Selected site specific wall drawings 2000–2002
Room 35, Kudos Gallery, Ivan Dougherty Gallery, Artspace, Sydney, and
UNSW SOLARCH Solar Research Centre, Little Bay, NSW

Site specific installations of 14 wall drawings.

Between 2000 and 2002 I produced various large-scale wall drawings for the solo exhibitions Infinite Nostalgia and The Poetics of Descent, and for group exhibitions at Kudos Gallery, the Ivan Dougherty Gallery (College of Fine Arts, UNSW), and UNSW SOLARCH Solar Research Centre, Little Bay. The drawings were site specific and conceptual. They were also ephemeral, since the closure of each show dictated their removal; cleaned from the walls and painted over. As such, the artworks ceased to exist beyond their documentation. Like much conceptual art, these drawings could not be seen — despite their creative value, beauty, technique, etc — as marketable commodities, or as decorative objects ‘for’ walls: the artworks ‘were’ the walls; an aesthetic and expressive liaison between subject, media, and gallery; with sensitivity to architectural placement per se, and the relative positioning of drawings if more than one. Beyond the linear nature of the drawings, a few individual pieces (Infinite Nostalgia of a Heartbeat, Floating Webs, The Ballad Of Vacant Bird-Eyes) incorporated sculptural assemblage sourced from locomotives, using materials such as steel, aluminium, and carbon. These functioned as arms, beaks, and styluses seemingly transmitting, tracing, or engraving the lines and shapes of the drawings. In these works, there was a prevailing sense that the artist’s hand was not ‘at work’, rather, that the machine’s hand was drawing and emitting both form and meaning.

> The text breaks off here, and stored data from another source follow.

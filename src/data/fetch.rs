//! Cached dataset downloads.
//!
//! Files land at `<cache_root>/<stem>/<fname>`, where `<stem>` is `fname` up
//! to its first `.`. A second call for the same `fname` is a no-op once the
//! file exists. Bodies are streamed into `<fname>.part` and renamed on
//! success, so an interrupted download is never mistaken for a cached file.
//! Progress is drawn on stderr, sized from `content-length` when the server
//! sends one.

use std::fs::{self, File};
use std::io::{self, Write};
use std::path::{Path, PathBuf};

use indicatif::{ProgressBar, ProgressStyle};
use reqwest::blocking::Client;

use crate::error::AppError;

const CACHE_DIR_ENV: &str = "TG_DATA_DIR";
const DEFAULT_CACHE_DIR: &str = "data";

/// Cache root from `TG_DATA_DIR` (also read from `.env`), else `./data`.
pub fn cache_root_from_env() -> PathBuf {
    dotenvy::dotenv().ok();
    std::env::var_os(CACHE_DIR_ENV)
        .map(PathBuf::from)
        .unwrap_or_else(|| PathBuf::from(DEFAULT_CACHE_DIR))
}

/// Deterministic local path for `fname` under `cache_root`.
pub fn cache_path(cache_root: &Path, fname: &str) -> PathBuf {
    let stem = fname.split('.').next().unwrap_or(fname);
    cache_root.join(stem).join(fname)
}

/// Ensure `fname` exists in the cache, downloading it from `url` if needed.
pub fn download(url: &str, fname: &str, cache_root: &Path) -> Result<PathBuf, AppError> {
    if fname.is_empty() || fname.contains(['/', '\\']) {
        return Err(AppError::new(2, format!("Invalid download file name '{fname}'.")));
    }

    let path = cache_path(cache_root, fname);
    if let Some(dir) = path.parent() {
        fs::create_dir_all(dir)
            .map_err(|e| AppError::new(4, format!("Failed to create cache dir '{}': {e}", dir.display())))?;
    }

    if path.exists() {
        log::info!("{} already exists, skipping download...", path.display());
        return Ok(path);
    }

    log::info!("Downloading {url} to {}...", path.display());
    let bytes = fetch_to(url, fname, &path)?;
    log::info!("Download done ({bytes} bytes).");
    Ok(path)
}

fn fetch_to(url: &str, label: &str, dest: &Path) -> Result<u64, AppError> {
    let mut resp = Client::new()
        .get(url)
        .send()
        .map_err(|e| AppError::new(4, format!("Download request failed: {e}")))?;

    if !resp.status().is_success() {
        return Err(AppError::new(
            4,
            format!("Download of {url} failed with status {}.", resp.status()),
        ));
    }

    let bar = progress_bar(resp.content_length())?;
    bar.set_message(label.to_string());

    let part = dest.with_extension(part_extension(dest));
    let file = File::create(&part)
        .map_err(|e| AppError::new(4, format!("Failed to create '{}': {e}", part.display())))?;
    let mut writer = ProgressWriter::new(file, bar);
    io::copy(&mut resp, &mut writer)
        .and_then(|_| writer.flush())
        .map_err(|e| AppError::new(4, format!("Failed to write download body: {e}")))?;
    let bytes = writer.finish();

    fs::rename(&part, dest)
        .map_err(|e| AppError::new(4, format!("Failed to move download into place: {e}")))?;
    Ok(bytes)
}

/// Byte bar when the total is known, spinner otherwise.
fn progress_bar(total: Option<u64>) -> Result<ProgressBar, AppError> {
    let (bar, template) = match total {
        Some(len) => (
            ProgressBar::new(len),
            "{msg} [{bar:40}] {bytes}/{total_bytes} ({bytes_per_sec}, {eta})",
        ),
        None => (ProgressBar::new_spinner(), "{spinner} {msg} {bytes} ({bytes_per_sec})"),
    };
    let style = ProgressStyle::default_bar()
        .template(template)
        .map_err(|e| AppError::new(4, format!("Invalid progress template: {e}")))?;
    bar.set_style(style.progress_chars("=> "));
    Ok(bar)
}

/// Writer that advances a progress bar by every byte it accepts.
struct ProgressWriter<W> {
    inner: W,
    bar: ProgressBar,
    written: u64,
}

impl<W: Write> ProgressWriter<W> {
    fn new(inner: W, bar: ProgressBar) -> Self {
        Self { inner, bar, written: 0 }
    }

    /// Closes the bar and returns the byte count. Drops `inner`.
    fn finish(self) -> u64 {
        self.bar.finish();
        self.written
    }
}

impl<W: Write> Write for ProgressWriter<W> {
    fn write(&mut self, buf: &[u8]) -> io::Result<usize> {
        let n = self.inner.write(buf)?;
        self.written += n as u64;
        self.bar.inc(n as u64);
        Ok(n)
    }

    fn flush(&mut self) -> io::Result<()> {
        self.inner.flush()
    }
}

fn part_extension(dest: &Path) -> String {
    match dest.extension() {
        Some(ext) => format!("{}.part", ext.to_string_lossy()),
        None => "part".to_string(),
    }
}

The drawings were pre-planned; scaled onto large cartoons by hand, or traced off small studies and enlarged in Illustrator and then printed. The cartoons were taped onto the gallery walls, allowing them to be sited by degree and by measure. In the Renaissance tradition, the cartoons were pricked by pins to make sense of where lines began, and finished, though unlike Spolvero, no dusting powder was used; the pin marks were the only guide, and where necessary, continual visual referral back to the cartoons was made. (During the Renaissance, Spolvero (or pouncing) technique involved pricking the contours of a drawing with a pin and dusting powdered charcoal or lead white through the pinholes onto a light or dark recipient surface. It was a very labour intensive technique. See Carmen C. Bambach, Drawing and Painting in the Italian Renaissance Workshop: Theory and Practice, 1300-1600.) In some instances, pins were left lightly sticking into walls to be a guide while drawing. In other drawings, holes were made and the cartoon removed in its entirety before work began. It is a truism to say that the process could be labour intensive: in the case of Infinite Network of Hidden Stars, approximately 35,000 pin pricks were made, and the drawing took 2 days to complete with 5 assistants.

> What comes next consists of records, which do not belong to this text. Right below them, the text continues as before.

//! `--key=value` command-line overrides.
//!
//! Every argument must have the shape `--<field>=<value>`; anything else is a
//! usage error rather than being ignored. Values go through a small ordered
//! literal parser before being handed to [`TypedConfig::update`]:
//!
//! 1. `True` / `False`            -> bool
//! 2. integer                     -> int
//! 3. float (text with a digit)   -> float
//! 4. `'quoted'` / `"quoted"`     -> the unquoted string
//! 5. anything else               -> the raw string
//!
//! Lowercase `true`/`false` stay strings here; the update path coerces them for
//! boolean fields only.

use crate::config::typed::{ConfigSchema, TypedConfig};
use crate::domain::Value;
use crate::error::ConfigError;

/// Apply `--key=value` arguments in order, stopping at the first failure.
///
/// Updates applied before a failing argument are kept.
pub fn apply_cli_arguments<S, I, A>(config: &mut TypedConfig<S>, args: I) -> Result<(), ConfigError>
where
    S: ConfigSchema,
    I: IntoIterator<Item = A>,
    A: AsRef<str>,
{
    for arg in args {
        let (key, raw) = split_override(arg.as_ref())?;
        config.update(key, parse_literal(raw))?;
    }
    Ok(())
}

/// Apply the current process arguments (after the program name).
pub fn apply_process_arguments<S: ConfigSchema>(config: &mut TypedConfig<S>) -> Result<(), ConfigError> {
    apply_cli_arguments(config, std::env::args().skip(1))
}

/// Split `--key=value` into `(key, value)`.
pub fn split_override(arg: &str) -> Result<(&str, &str), ConfigError> {
    let usage = || ConfigError::Usage(format!("overrides must be in --key=value format, got `{arg}`"));

    let body = arg.strip_prefix("--").ok_or_else(usage)?;
    let (key, value) = body.split_once('=').ok_or_else(usage)?;
    if key.is_empty() || key.chars().any(char::is_whitespace) {
        return Err(usage());
    }
    Ok((key, value))
}

/// Parse a textual override value.
pub fn parse_literal(raw: &str) -> Value {
    match raw {
        "True" => return Value::Bool(true),
        "False" => return Value::Bool(false),
        _ => {}
    }

    if let Ok(i) = raw.parse::<i64>() {
        return Value::Int(i);
    }

    // `f64::from_str` also takes `inf` / `nan`; those stay text.
    if raw.bytes().any(|b| b.is_ascii_digit()) {
        if let Ok(x) = raw.parse::<f64>() {
            return Value::Float(x);
        }
    }

    if let Some(inner) = unquote(raw) {
        return Value::Str(inner.to_string());
    }

    Value::Str(raw.to_string())
}

fn unquote(raw: &str) -> Option<&str> {
    for quote in ['"', '\''] {
        if let Some(inner) = raw.strip_prefix(quote).and_then(|s| s.strip_suffix(quote)) {
            if !inner.contains(quote) {
                return Some(inner);
            }
        }
    }
    None
}

#[cfg(test)]
mod tests {
    use super::*;
    use crate::domain::{FieldSpec, Literal, TypeTag};

    enum Train {}

    const DEVICES: &[Literal] = &[Literal::Str("cpu"), Literal::Str("cuda")];

    impl ConfigSchema for Train {
        const NAME: &'static str = "Train";
        const FIELDS: &'static [FieldSpec] = &[
            FieldSpec::new("epochs", TypeTag::Int).default_to(Literal::Int(1)),
            FieldSpec::new("lr", TypeTag::Float).default_to(Literal::Float(1e-3)),
            FieldSpec::new("compile", TypeTag::Bool).default_to(Literal::Bool(false)),
            FieldSpec::new("device", TypeTag::Enum(DEVICES)).default_to(Literal::Str("cpu")),
            FieldSpec::new("out", TypeTag::Str).default_to(Literal::Str("out")),
        ];
    }

    #[test]
    fn applies_int_and_float_overrides() {
        let mut cfg = TypedConfig::<Train>::with_defaults().unwrap();
        apply_cli_arguments(&mut cfg, ["--epochs=5", "--lr=0.01"]).unwrap();
        assert_eq!(cfg.get("epochs"), Some(&Value::Int(5)));
        assert_eq!(cfg.get("lr"), Some(&Value::Float(0.01)));
    }

    #[test]
    fn int_text_widens_for_float_fields() {
        let mut cfg = TypedConfig::<Train>::with_defaults().unwrap();
        apply_cli_arguments(&mut cfg, ["--lr=1"]).unwrap();
        assert_eq!(cfg.get_float("lr"), Some(1.0));
    }

    #[test]
    fn missing_dashes_is_a_usage_error() {
        let mut cfg = TypedConfig::<Train>::with_defaults().unwrap();
        let err = apply_cli_arguments(&mut cfg, ["epochs=5"]).unwrap_err();
        assert!(matches!(err, ConfigError::Usage(_)));
        assert_eq!(cfg.get_int("epochs"), Some(1));
    }

    #[test]
    fn malformed_shapes_are_rejected() {
        for bad in ["--epochs", "-epochs=5", "--=5", "--ep ochs=5"] {
            assert!(
                matches!(split_override(bad), Err(ConfigError::Usage(_))),
                "{bad} should be rejected"
            );
        }
        assert_eq!(split_override("--out=a=b").unwrap(), ("out", "a=b"));
    }

    #[test]
    fn stops_at_first_failure_keeping_earlier_updates() {
        let mut cfg = TypedConfig::<Train>::with_defaults().unwrap();
        let err = apply_cli_arguments(&mut cfg, ["--epochs=7", "--nope=1", "--lr=0.5"]).unwrap_err();
        assert!(matches!(err, ConfigError::UnknownField { .. }));
        assert_eq!(cfg.get_int("epochs"), Some(7));
        assert_eq!(cfg.get_float("lr"), Some(1e-3));
    }

    #[test]
    fn bool_overrides_accept_keyword_and_text_forms() {
        let mut cfg = TypedConfig::<Train>::with_defaults().unwrap();
        apply_cli_arguments(&mut cfg, ["--compile=True"]).unwrap();
        assert_eq!(cfg.get_bool("compile"), Some(true));
        apply_cli_arguments(&mut cfg, ["--compile=false"]).unwrap();
        assert_eq!(cfg.get_bool("compile"), Some(false));
        let err = apply_cli_arguments(&mut cfg, ["--compile=yes"]).unwrap_err();
        assert!(matches!(err, ConfigError::TypeMismatch { .. }));
    }

    #[test]
    fn enum_override_validates_membership() {
        let mut cfg = TypedConfig::<Train>::with_defaults().unwrap();
        apply_cli_arguments(&mut cfg, ["--device=cuda"]).unwrap();
        assert_eq!(cfg.get_str("device"), Some("cuda"));
        let err = apply_cli_arguments(&mut cfg, ["--device=tpu"]).unwrap_err();
        assert!(matches!(err, ConfigError::InvalidEnumValue { .. }));
    }

    #[test]
    fn numeric_text_for_string_field_is_a_mismatch() {
        let mut cfg = TypedConfig::<Train>::with_defaults().unwrap();
        let err = apply_cli_arguments(&mut cfg, ["--out=123"]).unwrap_err();
        assert!(matches!(err, ConfigError::TypeMismatch { .. }));
        apply_cli_arguments(&mut cfg, ["--out='123'"]).unwrap();
        assert_eq!(cfg.get_str("out"), Some("123"));
    }

    #[test]
    fn literal_parser_order() {
        assert_eq!(parse_literal("True"), Value::Bool(true));
        assert_eq!(parse_literal("true"), Value::from("true"));
        assert_eq!(parse_literal("-3"), Value::Int(-3));
        assert_eq!(parse_literal("1e-4"), Value::Float(1e-4));
        assert_eq!(parse_literal(".5"), Value::Float(0.5));
        assert_eq!(parse_literal("inf"), Value::from("inf"));
        assert_eq!(parse_literal("nan"), Value::from("nan"));
        assert_eq!(parse_literal("\"cuda\""), Value::from("cuda"));
        assert_eq!(parse_literal("cuda"), Value::from("cuda"));
        assert_eq!(parse_literal(""), Value::from(""));
    }
}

In reproducing these wall drawings, the problematic issues are firstly, one of ‘honest’ documentation, and secondly, the viewer’s experience of the work in situ, which cannot be conveyed easily post-exhibition. In the gallery, the viewer continually moves and refocuses, not just laterally but in and out, that is, towards the work and away from it, making sense of the detail as well as the overall quality and visual structure of a particular work, or that work in relation to others. From a distance, the human eye can make sense of fine line work, but the camera cannot do service to its reproduction beyond close to middle range, from which you have a slice of the picture depending on the scale of the work. It is hard to stress the difficulty one has in photographically recording a 0.4 mm black ink line — on a drawing that might span 8 metres length — at a distance that allows for the work to be seen in its entirety, despite the fact that the human eye can process it. Even so, Lenny Ann Low (‘Exhibitions: Mars is all right tonight’, Sydney Morning Herald, Sept 15-16, 2001) still wrote of my “three dimensional pen drawings of angular forms and paper aeroplanes [being] hardly visible on the white walls.”

To illuminate my point, Falling Walls effectively comprised 6 lines and the gallery wall’s ground line, and the 2 parallelograms spanned many metres across a corner of the gallery. When a photograph was taken of the whole work, the lines were largely invisible, when ‘details’ were taken, the record was but a single black line on a white wall. The former risked capturing no information at all, whilst the latter made no sense of the true spatial, formal, expressive, and instrumental values of the artwork. They were both misrepresentations of what the viewer saw and experienced. Similarly, the wave motif that comprised the basic pattern of Infinite Nostalgia of the Waves could be photographed singularly, but not in full, repeated over a large wall. Ingrid Z W Van Dyk (To Be or Not To Be: The Changes and Challenges Facing Tomorrow’s Conservator of Ephemeral Art, Master of Art Administration thesis, COFA UNSW, 2000, Sydney, p.14) wrote that even though “the drawings employ traditional materials and methods, one can only view them in situ. Any attempt to preserve them on film or video results in the problem expressed in Antonioni’s movie Blow Up. Close up or distant focus makes the drawings unintelligible…. For Schranzer’s drawings, one had to be there.”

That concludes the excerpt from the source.